- _To do_
Quote exactly and only this range of lines in the data below: the line that holds "Layered job resolution." to the line that holds "let preset = presets.lookup(name)?;", both included.
*** Block opens ***
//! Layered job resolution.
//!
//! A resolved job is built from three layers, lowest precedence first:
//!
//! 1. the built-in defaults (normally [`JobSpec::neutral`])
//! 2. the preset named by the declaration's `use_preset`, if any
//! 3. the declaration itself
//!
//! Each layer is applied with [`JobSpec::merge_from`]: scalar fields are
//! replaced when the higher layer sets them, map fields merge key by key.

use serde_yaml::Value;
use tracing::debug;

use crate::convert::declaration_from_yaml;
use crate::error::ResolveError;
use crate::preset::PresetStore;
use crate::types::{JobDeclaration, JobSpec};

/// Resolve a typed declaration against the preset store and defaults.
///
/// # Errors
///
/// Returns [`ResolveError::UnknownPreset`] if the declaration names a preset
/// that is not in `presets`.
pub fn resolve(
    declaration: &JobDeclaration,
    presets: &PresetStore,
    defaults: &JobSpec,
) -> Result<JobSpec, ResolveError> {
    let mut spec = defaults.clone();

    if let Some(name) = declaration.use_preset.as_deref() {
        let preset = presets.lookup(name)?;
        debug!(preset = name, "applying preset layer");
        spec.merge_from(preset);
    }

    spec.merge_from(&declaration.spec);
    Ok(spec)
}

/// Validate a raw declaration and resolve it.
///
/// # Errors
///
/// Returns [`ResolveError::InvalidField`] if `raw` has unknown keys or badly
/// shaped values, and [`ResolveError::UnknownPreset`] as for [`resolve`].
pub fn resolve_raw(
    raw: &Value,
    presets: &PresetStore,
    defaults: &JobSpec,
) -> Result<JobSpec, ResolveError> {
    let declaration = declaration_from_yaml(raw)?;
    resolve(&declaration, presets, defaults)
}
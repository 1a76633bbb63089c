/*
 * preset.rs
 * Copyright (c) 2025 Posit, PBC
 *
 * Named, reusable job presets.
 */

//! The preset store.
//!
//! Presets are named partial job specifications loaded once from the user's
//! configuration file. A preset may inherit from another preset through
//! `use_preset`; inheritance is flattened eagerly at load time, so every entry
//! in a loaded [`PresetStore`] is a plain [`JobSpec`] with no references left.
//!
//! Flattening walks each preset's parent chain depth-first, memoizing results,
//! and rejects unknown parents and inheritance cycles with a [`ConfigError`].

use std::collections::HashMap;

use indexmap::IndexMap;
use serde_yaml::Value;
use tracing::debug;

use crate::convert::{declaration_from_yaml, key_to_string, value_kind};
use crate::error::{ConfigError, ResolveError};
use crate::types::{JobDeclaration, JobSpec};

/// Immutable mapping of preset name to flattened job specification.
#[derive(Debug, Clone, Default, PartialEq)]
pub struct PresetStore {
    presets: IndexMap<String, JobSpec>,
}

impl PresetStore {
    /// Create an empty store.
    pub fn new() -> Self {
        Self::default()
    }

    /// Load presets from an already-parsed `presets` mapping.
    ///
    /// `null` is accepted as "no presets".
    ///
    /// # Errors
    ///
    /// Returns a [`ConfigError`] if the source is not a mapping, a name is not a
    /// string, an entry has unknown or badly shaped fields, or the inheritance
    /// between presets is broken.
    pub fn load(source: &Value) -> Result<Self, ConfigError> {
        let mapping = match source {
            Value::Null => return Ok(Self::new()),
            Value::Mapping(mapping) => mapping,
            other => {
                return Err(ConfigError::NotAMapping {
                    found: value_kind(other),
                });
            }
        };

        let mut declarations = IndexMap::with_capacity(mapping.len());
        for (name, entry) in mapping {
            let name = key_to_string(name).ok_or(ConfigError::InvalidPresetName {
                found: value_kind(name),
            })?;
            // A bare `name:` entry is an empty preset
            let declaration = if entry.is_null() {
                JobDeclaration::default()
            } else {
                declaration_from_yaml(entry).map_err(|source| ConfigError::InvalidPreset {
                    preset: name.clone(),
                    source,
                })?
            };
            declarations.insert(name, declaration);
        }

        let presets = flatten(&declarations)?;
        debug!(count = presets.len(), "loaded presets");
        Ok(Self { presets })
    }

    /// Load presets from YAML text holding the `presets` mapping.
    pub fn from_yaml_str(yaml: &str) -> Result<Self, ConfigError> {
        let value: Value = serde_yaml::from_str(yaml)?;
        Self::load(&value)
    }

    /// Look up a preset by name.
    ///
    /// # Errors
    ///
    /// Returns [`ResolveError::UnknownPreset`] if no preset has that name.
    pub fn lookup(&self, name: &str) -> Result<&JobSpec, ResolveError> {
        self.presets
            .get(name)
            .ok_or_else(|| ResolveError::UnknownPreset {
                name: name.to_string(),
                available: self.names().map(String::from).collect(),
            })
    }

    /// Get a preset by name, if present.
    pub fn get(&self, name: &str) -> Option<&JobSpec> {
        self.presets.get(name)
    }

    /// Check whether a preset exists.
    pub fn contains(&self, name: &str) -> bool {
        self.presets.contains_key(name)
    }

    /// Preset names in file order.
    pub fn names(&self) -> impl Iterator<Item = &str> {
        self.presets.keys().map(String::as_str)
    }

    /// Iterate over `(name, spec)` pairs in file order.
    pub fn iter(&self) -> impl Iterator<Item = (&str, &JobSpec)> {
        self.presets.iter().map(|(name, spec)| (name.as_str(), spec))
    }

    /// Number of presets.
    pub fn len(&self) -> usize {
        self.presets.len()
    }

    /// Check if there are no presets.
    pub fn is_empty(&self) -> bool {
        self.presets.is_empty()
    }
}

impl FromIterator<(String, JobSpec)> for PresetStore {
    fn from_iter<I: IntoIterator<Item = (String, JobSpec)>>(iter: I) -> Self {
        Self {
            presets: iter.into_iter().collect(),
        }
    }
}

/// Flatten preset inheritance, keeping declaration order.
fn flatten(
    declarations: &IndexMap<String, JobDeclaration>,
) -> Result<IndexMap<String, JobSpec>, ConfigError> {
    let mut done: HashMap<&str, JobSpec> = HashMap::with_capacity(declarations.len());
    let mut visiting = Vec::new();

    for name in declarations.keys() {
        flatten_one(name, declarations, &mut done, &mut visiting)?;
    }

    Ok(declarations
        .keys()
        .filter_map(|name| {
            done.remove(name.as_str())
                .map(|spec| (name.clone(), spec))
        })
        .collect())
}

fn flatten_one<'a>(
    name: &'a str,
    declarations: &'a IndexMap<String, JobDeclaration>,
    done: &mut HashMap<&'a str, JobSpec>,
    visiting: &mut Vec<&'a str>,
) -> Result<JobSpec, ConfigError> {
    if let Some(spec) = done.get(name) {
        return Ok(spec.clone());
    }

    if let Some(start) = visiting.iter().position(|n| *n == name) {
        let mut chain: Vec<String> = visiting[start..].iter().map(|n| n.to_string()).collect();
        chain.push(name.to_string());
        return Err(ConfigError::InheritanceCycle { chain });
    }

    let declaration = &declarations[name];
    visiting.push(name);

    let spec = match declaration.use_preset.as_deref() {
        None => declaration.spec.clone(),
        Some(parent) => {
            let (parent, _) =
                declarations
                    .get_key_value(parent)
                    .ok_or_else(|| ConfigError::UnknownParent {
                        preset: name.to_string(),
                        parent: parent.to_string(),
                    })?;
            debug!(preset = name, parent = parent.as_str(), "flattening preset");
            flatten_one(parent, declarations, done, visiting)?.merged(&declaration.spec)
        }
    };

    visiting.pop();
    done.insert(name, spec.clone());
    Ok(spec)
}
*** Block closes ***
*** Block opens ***
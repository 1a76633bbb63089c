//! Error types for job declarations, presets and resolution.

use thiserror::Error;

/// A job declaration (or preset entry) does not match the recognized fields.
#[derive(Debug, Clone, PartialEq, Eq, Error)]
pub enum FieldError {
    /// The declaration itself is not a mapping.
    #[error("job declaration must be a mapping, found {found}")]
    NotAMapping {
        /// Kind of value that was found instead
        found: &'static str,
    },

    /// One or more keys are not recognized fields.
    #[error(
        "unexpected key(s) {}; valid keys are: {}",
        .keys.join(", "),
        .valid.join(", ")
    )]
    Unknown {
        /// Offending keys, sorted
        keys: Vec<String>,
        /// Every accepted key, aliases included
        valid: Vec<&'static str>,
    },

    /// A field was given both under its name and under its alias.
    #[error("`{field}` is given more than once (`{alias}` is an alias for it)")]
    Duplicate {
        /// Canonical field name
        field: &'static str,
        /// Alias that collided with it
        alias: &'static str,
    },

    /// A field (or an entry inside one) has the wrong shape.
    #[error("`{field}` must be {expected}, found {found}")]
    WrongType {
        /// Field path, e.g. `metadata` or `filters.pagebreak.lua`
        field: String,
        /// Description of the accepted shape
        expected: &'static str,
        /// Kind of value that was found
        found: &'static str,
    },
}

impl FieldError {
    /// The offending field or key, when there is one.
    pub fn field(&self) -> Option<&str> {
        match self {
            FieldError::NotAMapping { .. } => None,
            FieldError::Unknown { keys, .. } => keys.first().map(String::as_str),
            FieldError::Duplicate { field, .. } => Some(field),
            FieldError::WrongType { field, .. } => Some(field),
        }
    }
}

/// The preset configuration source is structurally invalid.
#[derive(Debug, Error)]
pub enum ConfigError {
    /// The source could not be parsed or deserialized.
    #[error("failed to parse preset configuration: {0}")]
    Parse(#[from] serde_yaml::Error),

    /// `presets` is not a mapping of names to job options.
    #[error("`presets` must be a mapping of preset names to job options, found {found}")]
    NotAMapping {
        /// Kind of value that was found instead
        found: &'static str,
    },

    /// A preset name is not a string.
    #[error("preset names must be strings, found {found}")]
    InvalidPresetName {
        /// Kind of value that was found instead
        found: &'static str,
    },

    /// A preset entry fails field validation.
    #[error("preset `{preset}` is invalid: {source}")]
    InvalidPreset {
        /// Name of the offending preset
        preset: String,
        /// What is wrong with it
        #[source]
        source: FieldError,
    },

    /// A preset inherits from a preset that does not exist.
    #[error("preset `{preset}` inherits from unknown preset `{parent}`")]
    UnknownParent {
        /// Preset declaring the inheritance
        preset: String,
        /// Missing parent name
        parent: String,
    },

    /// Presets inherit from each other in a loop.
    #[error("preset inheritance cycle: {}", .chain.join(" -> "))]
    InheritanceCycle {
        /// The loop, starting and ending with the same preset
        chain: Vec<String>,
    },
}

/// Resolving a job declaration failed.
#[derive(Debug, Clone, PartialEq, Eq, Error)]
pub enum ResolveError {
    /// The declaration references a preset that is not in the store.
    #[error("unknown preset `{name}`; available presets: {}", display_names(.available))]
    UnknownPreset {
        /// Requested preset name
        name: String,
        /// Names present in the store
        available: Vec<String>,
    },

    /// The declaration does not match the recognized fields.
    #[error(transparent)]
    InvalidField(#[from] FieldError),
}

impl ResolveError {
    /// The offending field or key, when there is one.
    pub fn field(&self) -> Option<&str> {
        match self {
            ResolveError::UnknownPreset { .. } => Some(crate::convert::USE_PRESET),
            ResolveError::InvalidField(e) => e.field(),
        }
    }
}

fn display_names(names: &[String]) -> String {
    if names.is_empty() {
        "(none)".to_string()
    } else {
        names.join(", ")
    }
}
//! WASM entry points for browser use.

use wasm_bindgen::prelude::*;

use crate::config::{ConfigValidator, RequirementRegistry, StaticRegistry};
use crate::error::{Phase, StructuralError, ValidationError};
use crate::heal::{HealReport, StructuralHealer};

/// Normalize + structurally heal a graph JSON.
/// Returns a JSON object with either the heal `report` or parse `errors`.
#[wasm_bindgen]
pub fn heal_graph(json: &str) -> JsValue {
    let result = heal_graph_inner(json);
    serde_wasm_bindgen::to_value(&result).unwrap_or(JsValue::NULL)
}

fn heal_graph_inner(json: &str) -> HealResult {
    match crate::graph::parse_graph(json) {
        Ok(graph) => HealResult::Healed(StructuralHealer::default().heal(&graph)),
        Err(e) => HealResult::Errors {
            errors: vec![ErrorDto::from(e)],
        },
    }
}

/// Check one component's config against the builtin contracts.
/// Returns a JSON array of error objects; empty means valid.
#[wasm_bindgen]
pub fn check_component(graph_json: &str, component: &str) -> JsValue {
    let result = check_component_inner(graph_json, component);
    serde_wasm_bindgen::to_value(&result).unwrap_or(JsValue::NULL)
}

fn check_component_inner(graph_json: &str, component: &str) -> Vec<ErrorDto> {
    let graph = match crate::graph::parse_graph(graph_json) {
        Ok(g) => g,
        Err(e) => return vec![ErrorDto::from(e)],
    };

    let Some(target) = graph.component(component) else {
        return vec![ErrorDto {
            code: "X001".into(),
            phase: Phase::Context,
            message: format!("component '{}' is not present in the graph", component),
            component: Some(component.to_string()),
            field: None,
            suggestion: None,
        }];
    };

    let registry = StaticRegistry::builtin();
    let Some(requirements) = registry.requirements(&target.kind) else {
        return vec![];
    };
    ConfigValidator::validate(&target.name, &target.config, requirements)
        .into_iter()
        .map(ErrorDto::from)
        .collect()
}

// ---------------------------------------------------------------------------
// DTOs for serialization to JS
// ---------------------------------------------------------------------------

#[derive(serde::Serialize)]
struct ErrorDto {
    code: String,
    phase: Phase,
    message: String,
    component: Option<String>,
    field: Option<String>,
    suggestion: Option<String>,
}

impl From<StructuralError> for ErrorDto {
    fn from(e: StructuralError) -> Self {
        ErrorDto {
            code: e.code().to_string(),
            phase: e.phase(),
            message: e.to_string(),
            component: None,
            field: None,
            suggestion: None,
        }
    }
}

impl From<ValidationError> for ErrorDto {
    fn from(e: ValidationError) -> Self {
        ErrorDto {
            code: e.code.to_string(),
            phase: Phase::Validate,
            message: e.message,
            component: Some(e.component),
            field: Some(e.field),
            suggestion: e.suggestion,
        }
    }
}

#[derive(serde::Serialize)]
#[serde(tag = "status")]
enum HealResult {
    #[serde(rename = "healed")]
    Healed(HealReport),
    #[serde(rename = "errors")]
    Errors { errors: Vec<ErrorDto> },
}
*** Block closes ***
*** Block opens ***
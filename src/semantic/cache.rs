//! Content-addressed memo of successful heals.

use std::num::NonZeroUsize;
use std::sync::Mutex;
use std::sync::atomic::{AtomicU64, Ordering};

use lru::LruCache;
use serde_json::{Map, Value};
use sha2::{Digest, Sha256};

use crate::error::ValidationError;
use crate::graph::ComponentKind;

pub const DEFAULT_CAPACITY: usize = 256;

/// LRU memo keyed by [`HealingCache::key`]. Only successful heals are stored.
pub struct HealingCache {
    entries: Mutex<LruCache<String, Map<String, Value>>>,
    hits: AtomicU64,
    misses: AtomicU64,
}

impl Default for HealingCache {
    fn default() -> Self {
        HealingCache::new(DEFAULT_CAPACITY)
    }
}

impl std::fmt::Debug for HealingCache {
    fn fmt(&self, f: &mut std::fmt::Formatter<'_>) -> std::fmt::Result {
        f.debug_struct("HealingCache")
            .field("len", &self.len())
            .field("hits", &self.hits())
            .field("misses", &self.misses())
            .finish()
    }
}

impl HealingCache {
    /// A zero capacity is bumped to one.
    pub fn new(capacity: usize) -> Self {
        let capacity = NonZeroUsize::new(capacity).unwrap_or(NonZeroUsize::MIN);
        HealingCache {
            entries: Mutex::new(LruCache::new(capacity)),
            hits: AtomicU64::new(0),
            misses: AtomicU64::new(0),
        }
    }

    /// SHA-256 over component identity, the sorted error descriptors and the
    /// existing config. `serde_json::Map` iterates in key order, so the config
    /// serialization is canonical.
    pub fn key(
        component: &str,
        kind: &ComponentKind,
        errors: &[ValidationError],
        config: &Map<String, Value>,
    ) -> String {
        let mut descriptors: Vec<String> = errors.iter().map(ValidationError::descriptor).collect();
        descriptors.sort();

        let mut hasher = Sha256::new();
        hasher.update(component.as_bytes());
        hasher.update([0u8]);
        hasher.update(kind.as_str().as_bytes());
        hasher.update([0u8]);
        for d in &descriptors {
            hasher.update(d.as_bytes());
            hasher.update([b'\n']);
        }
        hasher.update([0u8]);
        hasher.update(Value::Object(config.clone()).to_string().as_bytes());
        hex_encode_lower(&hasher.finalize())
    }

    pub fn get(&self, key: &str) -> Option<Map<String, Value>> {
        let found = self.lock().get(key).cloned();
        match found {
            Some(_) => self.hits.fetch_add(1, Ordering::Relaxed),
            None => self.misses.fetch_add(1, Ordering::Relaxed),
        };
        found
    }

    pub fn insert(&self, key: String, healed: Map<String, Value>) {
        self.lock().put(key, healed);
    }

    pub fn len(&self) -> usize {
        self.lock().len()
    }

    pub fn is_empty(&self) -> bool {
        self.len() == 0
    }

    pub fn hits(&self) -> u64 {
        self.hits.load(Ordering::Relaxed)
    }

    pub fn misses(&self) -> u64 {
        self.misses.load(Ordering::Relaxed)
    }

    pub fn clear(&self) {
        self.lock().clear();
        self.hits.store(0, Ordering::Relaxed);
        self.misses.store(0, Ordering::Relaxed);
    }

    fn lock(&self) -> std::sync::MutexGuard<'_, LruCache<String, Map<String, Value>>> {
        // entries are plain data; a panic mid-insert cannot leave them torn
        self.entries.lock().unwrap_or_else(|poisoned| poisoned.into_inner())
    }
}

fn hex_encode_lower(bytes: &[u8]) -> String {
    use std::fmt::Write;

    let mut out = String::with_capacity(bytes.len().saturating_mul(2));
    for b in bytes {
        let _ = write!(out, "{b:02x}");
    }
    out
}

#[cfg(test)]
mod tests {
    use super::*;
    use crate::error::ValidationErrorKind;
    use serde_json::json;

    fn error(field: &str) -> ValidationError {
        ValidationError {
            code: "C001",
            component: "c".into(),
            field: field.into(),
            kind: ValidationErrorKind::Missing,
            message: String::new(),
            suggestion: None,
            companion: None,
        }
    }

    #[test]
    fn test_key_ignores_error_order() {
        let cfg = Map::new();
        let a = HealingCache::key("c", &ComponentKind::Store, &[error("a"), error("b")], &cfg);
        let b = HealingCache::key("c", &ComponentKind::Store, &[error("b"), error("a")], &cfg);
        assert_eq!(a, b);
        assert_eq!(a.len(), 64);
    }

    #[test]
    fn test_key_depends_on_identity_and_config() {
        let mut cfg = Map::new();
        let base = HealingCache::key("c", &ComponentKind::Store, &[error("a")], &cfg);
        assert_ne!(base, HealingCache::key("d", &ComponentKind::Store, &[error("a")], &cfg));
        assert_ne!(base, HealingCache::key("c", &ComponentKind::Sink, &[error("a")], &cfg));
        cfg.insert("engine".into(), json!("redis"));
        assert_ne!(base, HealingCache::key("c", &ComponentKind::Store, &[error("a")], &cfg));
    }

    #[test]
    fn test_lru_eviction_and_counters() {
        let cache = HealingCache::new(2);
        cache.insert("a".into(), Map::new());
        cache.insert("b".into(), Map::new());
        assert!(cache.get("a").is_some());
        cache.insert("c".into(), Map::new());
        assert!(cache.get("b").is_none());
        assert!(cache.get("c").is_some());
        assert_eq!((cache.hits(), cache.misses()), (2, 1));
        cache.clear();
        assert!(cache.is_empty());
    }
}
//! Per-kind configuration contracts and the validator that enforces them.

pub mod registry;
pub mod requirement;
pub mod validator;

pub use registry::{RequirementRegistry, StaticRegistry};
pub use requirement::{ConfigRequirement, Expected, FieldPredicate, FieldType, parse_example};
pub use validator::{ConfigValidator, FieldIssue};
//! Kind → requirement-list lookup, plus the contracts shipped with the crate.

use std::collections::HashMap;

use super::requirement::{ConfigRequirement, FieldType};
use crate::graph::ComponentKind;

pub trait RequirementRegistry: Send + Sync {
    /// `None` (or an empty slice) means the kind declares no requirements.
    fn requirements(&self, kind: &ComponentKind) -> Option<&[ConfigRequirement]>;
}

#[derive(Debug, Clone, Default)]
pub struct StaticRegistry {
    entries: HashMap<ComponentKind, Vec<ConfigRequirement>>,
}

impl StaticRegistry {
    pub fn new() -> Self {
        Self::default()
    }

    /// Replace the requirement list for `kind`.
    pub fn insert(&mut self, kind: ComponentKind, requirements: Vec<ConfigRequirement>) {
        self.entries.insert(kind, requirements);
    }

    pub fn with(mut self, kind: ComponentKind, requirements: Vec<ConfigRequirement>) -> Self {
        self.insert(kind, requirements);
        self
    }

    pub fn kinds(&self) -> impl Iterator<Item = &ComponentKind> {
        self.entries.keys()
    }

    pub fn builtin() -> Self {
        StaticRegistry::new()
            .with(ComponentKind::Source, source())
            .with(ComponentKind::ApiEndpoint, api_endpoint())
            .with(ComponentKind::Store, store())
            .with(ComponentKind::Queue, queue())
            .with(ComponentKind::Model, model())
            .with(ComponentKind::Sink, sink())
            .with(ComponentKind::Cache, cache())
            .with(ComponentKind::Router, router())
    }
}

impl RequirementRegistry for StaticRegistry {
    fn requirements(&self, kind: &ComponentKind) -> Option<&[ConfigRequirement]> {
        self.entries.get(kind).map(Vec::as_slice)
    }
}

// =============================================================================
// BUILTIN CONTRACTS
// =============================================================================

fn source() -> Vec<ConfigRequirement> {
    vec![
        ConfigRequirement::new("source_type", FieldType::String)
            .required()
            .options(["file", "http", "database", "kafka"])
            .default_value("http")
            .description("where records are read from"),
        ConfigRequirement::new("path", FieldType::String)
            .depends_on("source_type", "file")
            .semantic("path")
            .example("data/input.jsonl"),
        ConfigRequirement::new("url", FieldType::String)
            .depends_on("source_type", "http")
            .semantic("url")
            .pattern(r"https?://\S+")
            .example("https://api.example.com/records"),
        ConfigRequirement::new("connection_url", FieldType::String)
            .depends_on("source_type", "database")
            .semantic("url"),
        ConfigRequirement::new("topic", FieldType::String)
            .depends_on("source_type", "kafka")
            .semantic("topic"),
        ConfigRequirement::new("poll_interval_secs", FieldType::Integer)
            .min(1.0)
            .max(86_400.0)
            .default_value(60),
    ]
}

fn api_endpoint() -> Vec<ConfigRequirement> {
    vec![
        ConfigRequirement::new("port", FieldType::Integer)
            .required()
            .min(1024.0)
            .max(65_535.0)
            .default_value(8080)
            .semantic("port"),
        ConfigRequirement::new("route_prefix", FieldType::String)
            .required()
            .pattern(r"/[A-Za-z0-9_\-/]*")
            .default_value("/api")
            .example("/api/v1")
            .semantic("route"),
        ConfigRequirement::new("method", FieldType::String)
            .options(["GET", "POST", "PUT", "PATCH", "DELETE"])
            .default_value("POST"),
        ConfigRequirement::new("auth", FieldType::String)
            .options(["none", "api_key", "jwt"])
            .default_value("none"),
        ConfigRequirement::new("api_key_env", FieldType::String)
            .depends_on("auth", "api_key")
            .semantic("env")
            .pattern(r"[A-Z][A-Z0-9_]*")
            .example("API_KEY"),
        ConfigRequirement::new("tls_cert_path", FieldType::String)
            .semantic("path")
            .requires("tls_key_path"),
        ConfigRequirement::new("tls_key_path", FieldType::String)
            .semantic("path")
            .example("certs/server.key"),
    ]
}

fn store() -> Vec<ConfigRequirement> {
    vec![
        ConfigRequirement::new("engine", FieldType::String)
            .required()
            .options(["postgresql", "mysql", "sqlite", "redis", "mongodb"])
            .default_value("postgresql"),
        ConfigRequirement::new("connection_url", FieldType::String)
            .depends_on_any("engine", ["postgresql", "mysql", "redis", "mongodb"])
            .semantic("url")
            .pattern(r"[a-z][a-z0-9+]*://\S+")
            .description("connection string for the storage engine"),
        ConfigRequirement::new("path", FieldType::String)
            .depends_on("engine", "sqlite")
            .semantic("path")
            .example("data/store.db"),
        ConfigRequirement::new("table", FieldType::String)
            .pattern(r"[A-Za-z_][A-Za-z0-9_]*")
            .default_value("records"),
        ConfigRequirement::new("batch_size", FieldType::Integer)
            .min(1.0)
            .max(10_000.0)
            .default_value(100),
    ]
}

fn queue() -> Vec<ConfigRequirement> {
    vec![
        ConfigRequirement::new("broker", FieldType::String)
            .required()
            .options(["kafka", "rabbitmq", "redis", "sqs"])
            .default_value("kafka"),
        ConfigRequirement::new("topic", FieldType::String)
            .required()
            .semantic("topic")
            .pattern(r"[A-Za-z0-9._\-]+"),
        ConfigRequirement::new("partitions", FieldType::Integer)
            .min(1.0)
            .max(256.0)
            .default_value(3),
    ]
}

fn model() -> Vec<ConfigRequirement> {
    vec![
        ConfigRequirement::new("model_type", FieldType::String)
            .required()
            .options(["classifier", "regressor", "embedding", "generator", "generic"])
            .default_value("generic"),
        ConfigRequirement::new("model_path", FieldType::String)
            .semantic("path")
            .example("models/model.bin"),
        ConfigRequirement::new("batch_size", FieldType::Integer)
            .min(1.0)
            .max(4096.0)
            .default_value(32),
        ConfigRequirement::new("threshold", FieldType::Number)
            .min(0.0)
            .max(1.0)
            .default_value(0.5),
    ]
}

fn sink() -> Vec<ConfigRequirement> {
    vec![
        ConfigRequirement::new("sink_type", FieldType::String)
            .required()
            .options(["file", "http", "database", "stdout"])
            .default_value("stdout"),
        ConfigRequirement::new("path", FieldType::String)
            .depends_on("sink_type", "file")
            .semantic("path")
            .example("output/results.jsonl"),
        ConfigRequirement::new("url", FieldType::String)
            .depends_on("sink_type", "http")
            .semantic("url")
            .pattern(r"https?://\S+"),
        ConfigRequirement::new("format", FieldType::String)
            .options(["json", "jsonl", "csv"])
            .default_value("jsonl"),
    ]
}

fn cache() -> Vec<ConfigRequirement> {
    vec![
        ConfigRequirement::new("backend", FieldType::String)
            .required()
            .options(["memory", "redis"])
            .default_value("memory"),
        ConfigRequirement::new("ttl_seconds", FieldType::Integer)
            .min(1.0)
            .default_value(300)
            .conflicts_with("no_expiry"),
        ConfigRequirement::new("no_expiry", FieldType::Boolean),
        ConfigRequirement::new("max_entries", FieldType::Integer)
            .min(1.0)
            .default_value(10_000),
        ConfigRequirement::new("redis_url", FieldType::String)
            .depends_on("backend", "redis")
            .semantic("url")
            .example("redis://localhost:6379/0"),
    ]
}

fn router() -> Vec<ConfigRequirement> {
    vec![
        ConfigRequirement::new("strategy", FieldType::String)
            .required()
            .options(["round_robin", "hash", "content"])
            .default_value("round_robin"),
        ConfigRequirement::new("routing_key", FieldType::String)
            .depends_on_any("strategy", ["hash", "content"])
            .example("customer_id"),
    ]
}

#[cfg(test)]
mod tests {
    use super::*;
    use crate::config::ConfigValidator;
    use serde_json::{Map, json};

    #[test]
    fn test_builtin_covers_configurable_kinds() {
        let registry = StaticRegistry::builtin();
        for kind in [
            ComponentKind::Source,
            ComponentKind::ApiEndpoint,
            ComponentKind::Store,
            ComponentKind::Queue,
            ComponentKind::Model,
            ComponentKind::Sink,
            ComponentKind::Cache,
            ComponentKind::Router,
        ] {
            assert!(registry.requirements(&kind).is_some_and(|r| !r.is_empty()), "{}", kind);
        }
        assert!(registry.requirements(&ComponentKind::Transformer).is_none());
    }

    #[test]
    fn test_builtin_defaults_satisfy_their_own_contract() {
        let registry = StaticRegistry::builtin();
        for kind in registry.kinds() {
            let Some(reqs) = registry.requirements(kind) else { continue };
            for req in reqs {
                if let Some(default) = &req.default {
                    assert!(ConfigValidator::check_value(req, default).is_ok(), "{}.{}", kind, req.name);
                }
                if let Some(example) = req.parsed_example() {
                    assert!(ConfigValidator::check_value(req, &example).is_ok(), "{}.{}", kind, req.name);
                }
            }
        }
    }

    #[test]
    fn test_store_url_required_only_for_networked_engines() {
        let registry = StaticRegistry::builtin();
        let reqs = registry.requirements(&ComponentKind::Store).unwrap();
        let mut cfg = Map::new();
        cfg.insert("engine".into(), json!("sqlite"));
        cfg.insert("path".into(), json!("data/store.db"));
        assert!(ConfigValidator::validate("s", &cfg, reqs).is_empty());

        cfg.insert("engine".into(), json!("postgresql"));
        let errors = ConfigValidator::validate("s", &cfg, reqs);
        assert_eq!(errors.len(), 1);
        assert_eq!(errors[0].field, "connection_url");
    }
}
*** Block closes ***
- _Result below_
//! Layered job resolution.
//!
//! A resolved job is built from three layers, lowest precedence first:
//!
//! 1. the built-in defaults (normally [`JobSpec::neutral`])
//! 2. the preset named by the declaration's `use_preset`, if any
//! 3. the declaration itself
//!
//! Each layer is applied with [`JobSpec::merge_from`]: scalar fields are
//! replaced when the higher layer sets them, map fields merge key by key.

use serde_yaml::Value;
use tracing::debug;

use crate::convert::declaration_from_yaml;
use crate::error::ResolveError;
use crate::preset::PresetStore;
use crate::types::{JobDeclaration, JobSpec};

/// Resolve a typed declaration against the preset store and defaults.
///
/// # Errors
///
/// Returns [`ResolveError::UnknownPreset`] if the declaration names a preset
/// that is not in `presets`.
pub fn resolve(
    declaration: &JobDeclaration,
    presets: &PresetStore,
    defaults: &JobSpec,
) -> Result<JobSpec, ResolveError> {
    let mut spec = defaults.clone();

    if let Some(name) = declaration.use_preset.as_deref() {
        let preset = presets.lookup(name)?;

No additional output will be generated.